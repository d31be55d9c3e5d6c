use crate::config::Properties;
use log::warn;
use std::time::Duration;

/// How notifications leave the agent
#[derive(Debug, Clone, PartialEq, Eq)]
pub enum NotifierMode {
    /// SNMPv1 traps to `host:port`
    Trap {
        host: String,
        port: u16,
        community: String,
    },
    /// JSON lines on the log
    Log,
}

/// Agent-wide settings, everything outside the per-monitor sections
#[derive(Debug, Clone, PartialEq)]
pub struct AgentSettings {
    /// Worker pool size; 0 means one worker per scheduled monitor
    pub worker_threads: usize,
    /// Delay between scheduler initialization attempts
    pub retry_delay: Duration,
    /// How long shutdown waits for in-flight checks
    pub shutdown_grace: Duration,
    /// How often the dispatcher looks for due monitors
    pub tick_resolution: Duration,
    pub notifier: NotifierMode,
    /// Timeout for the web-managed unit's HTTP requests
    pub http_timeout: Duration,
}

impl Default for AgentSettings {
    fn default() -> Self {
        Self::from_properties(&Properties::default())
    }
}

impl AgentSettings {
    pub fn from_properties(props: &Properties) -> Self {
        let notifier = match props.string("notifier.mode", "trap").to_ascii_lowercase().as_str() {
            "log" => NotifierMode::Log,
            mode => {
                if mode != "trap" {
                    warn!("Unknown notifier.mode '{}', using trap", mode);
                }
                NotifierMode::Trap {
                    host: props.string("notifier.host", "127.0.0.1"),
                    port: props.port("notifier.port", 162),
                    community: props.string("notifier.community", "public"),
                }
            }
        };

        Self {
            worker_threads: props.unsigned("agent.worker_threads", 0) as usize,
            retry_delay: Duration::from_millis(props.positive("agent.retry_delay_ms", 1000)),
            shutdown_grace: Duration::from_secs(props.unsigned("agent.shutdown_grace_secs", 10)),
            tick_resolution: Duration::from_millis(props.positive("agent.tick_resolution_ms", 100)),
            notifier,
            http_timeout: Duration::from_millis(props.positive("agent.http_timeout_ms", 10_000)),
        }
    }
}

• _TASK PROMPT_
Print the data above again, with nothing altered and nothing left out.

• _RESPONSE BELOW_
repository d31be55d9c3e5d6c
use crate::config::Properties;
use log::warn;
use std::time::Duration;

/// How notifications leave the agent
#[derive(Debug, Clone, PartialEq, Eq)]
pub enum NotifierMode {
    /// SNMPv1 traps to `host:port`
    Trap {
        host: String,
        port: u16,
        community: String,
    },
    /// JSON lines on the log
    Log,
}

/// Agent-wide settings, everything outside the per-monitor sections
#[derive(Debug, Clone, PartialEq)]
pub struct AgentSettings {
    /// Worker pool size; 0 means one worker per scheduled monitor
    pub worker_threads: usize,
    /// Delay between scheduler initialization attempts
    pub retry_delay: Duration,
    /// How long shutdown waits for in-flight checks
    pub shutdown_grace: Duration,
    /// How often the dispatcher looks for due monitors
    pub tick_resolution: Duration,
    pub notifier: NotifierMode,
    /// Timeout for the web-managed unit's HTTP requests
    pub http_timeout: Duration,
}

impl Default for AgentSettings {
    fn default() -> Self {
        Self::from_properties(&Properties::default())
    }
}

impl AgentSettings {
    pub fn from_properties(props: &Properties) -> Self {
        let notifier = match props.string("notifier.mode", "trap").to_ascii_lowercase().as_str() {
            "log" => NotifierMode::Log,
            mode => {
                if mode != "trap" {
                    warn!("Unknown notifier.mode '{}', using trap", mode);
                }
                NotifierMode::Trap {
                    host: props.string("notifier.host", "127.0.0.1"),
                    port: props.port("notifier.port", 162),
                    community: props.string("notifier.community", "public"),
                }
            }
        };

        Self {
            worker_threads: props.unsigned("agent.worker_threads", 0) as usize,
            retry_delay: Duration::from_millis(props.positive("agent.retry_delay_ms", 1000)),
            shutdown_grace: Duration::from_secs(props.unsigned("agent.shutdown_grace_secs", 10)),
            tick_resolution: Duration::from_millis(props.positive("agent.tick_resolution_ms", 100)),
            notifier,
            http_timeout: Duration::from_millis(props.positive("agent.http_timeout_ms", 10_000)),
        }
    }
}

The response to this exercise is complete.